What you should do :: The required output is every entry below, copied exactly.

=== Section Start ===

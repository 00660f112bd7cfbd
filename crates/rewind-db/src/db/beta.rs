//! Beta opt-in repository: names in the `beta_opt_ins` table.

use async_trait::async_trait;
use rewind_core::AppError;
use sqlx::PgPool;

use super::BetaRepository;

#[derive(Clone)]
pub struct PgBetaRepository {
    pool: PgPool,
}

impl PgBetaRepository {
    pub fn new(pool: PgPool) -> Self {
        Self { pool }
    }
}

#[async_trait]
impl BetaRepository for PgBetaRepository {
    #[tracing::instrument(skip(self), fields(db.table = "beta_opt_ins"))]
    async fn is_opted_in(&self, name: &str) -> Result<bool, AppError> {
        let exists: bool =
            sqlx::query_scalar("SELECT EXISTS(SELECT 1 FROM beta_opt_ins WHERE name = $1)")
                .bind(name.to_lowercase())
                .fetch_one(&self.pool)
                .await?;
        Ok(exists)
    }

    #[tracing::instrument(skip(self), fields(db.table = "beta_opt_ins"))]
    async fn set_opt_in(&self, name: &str, opted_in: bool) -> Result<(), AppError> {
        let name = name.to_lowercase();
        if opted_in {
            sqlx::query("INSERT INTO beta_opt_ins (name) VALUES ($1) ON CONFLICT (name) DO NOTHING")
                .bind(&name)
                .execute(&self.pool)
                .await?;
        } else {
            sqlx::query("DELETE FROM beta_opt_ins WHERE name = $1")
                .bind(&name)
                .execute(&self.pool)
                .await?;
        }
        Ok(())
    }
}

=== Section End ===

Result of this task ::
repository 00660f112bd7cfbd
filename crates/rewind-db/src/db/beta.rs
//! Beta opt-in repository: names in the `beta_opt_ins` table.

use async_trait::async_trait;
use rewind_core::AppError;
use sqlx::PgPool;

use super::BetaRepository;

#[derive(Clone)]
pub struct PgBetaRepository {
    pool: PgPool,
}

impl PgBetaRepository {
    pub fn new(pool: PgPool) -> Self {
        Self { pool }
    }
}

#[async_trait]
impl BetaRepository for PgBetaRepository {
    #[tracing::instrument(skip(self), fields(db.table = "beta_opt_ins"))]
    async fn is_opted_in(&self, name: &str) -> Result<bool, AppError> {
        let exists: bool =
            sqlx::query_scalar("SELECT EXISTS(SELECT 1 FROM beta_opt_ins WHERE name = $1)")
                .bind(name.to_lowercase())
                .fetch_one(&self.pool)
                .await?;
        Ok(exists)
    }

    #[tracing::instrument(skip(self), fields(db.table = "beta_opt_ins"))]
    async fn set_opt_in(&self, name: &str, opted_in: bool) -> Result<(), AppError> {
        let name = name.to_lowercase();
        if opted_in {
            sqlx::query("INSERT INTO beta_opt_ins (name) VALUES ($1) ON CONFLICT (name) DO NOTHING")
                .bind(&name)
                .execute(&self.pool)
                .await?;
        } else {
            sqlx::query("DELETE FROM beta_opt_ins WHERE name = $1")
                .bind(&name)
                .execute(&self.pool)
                .await?;
        }
        Ok(())
    }
}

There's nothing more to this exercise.